Azepinone-Containing Tetrapeptide Analogues of Melanotropin Lead to Selective hMC4R Agonists and hMC5R Antagonist

• Published in: ACS medicinal chemistry letters Vol. 6; no. 2; pp. 192 - 197
• Main Authors: Van der Poorten, Olivier, Fehér, Krisztina, Buysse, Koen, Feytens, Debby, Zoi, Ioanna, Schwartz, Steven D, Martins, José C, Tourwé, Dirk, Cai, Minying, Hruby, Victor J, Ballet, Steven
• Format: Journal Article
• Language: English
• Published: United States American Chemical Society 12.02.2015
• Subjects: Letter; hMC4R and hMC5R molecular modeling and ligand docking; allosteric hMC4R ligands; Melanocortin ligands; constrained aminoazepinones; fluorine peptidomimetics
• ISSN: 1948-5875; 1948-5875
• DOI: 10.1021/ml500436s

To address the need for highly potent, metabolically stable, and selective agonists, antagonists, and inverse agonists at the melanocortin receptor subtypes, conformationally constrained indolo- and benzazepinone residues were inserted into the α-MSH pharmacophore, His6-Phe7-Arg8-Trp9-domain.
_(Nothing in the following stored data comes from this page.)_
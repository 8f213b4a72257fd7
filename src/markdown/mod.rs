//! Markdown documents exchanged with the user's editor.
//!
//! Prompts are plain markdown (or text) files; the only structured markdown
//! proompt produces is the interactive fill-in document, a YAML frontmatter
//! header of placeholder values followed by the template. See
//! [`frontmatter`] for the encoding.

pub mod frontmatter;

pub use frontmatter::{EditedDocument, decode, encode};
use predicates::prelude::*;

use crate::common::TestProject;

#[test]
fn test_list_empty() {
    let project = TestProject::new();

    project
        .command()
        .arg("list")
        .assert()
        .success()
        .stdout(predicate::str::contains("No prompts found"));
}

#[test]
fn test_list_project_and_user_locations() {
    let project = TestProject::new();
    project.add_prompt(project.project_prompts(), "shared.txt", "p");
    project.add_prompt(project.project_local_prompts(), "private.md", "l");
    project.add_prompt(project.user_prompts(), "mine.md", "u");

    project
        .command()
        .arg("list")
        .assert()
        .success()
        .stdout(predicate::str::contains("Found 3 prompt(s):"))
        .stdout(predicate::str::contains("(project)"))
        .stdout(predicate::str::contains("(project-local)"))
        .stdout(predicate::str::contains("(user)"));
}

#[test]
fn test_list_directory_location() {
    let project = TestProject::new();
    // ./prompts also makes the working directory the project root, so the
    // same directory is reported once, as `directory`
    project.add_prompt(project.directory_prompts(), "here.md", "d");
    project.add_prompt(project.project_prompts(), "above.md", "p");

    project
        .command()
        .arg("list")
        .assert()
        .success()
        .stdout(predicate::str::contains("Found 1 prompt(s):"))
        .stdout(predicate::str::contains("(directory)"))
        .stdout(predicate::str::contains("above").not());
}

#[test]
fn test_list_higher_location_shadows_lower() {
    let project = TestProject::new();
    project.add_prompt(project.project_prompts(), "review.md", "project");
    project.add_prompt(project.user_prompts(), "review.md", "user");

    let output = project.command().args(["list", "--format", "json"]).output().unwrap();
    assert!(output.status.success());

    let items: serde_json::Value = serde_json::from_slice(&output.stdout).unwrap();
    let items = items.as_array().unwrap();
    assert_eq!(items.len(), 1);
    assert_eq!(items[0]["name"], "review");
    assert_eq!(items[0]["source"], "project");
}

#[test]
fn test_list_ignores_other_files_and_subdirectories() {
    let project = TestProject::new();
    project.add_prompt(project.project_prompts(), "keep.MD", "x");
    project.add_prompt(project.project_prompts(), "notes.json", "{}");
    project.add_prompt(project.project_prompts().join("nested"), "deep.md", "x");

    project
        .command()
        .arg("list")
        .assert()
        .success()
        .stdout(predicate::str::contains("Found 1 prompt(s):"))
        .stdout(predicate::str::contains("keep"))
        .stdout(predicate::str::contains("deep").not());
}

#[test]
fn test_list_yaml_format() {
    let project = TestProject::new();
    project.add_prompt(project.user_prompts(), "mine.md", "u");

    project
        .command()
        .args(["list", "--format", "yaml"])
        .assert()
        .success()
        .stdout(predicate::str::contains("name: mine"))
        .stdout(predicate::str::contains("source: user"));
}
Replacement of His6 by an aminoindoloazepinone (Aia) or aminobenzazepinone (Aba) moiety led to hMC4R and hMC5R selective agonist and antagonist ligands, respectively (tetrapeptides 1 to 3 and 4, respectively). In peptides 1 to 3 and depending on the para-substituent of the d-Phe residue in position 2, the activity goes from allosteric partial agonism (1, R = H) to allosteric full agonism (2, R = F) and finally allosteric partial agonism (3, R = Br).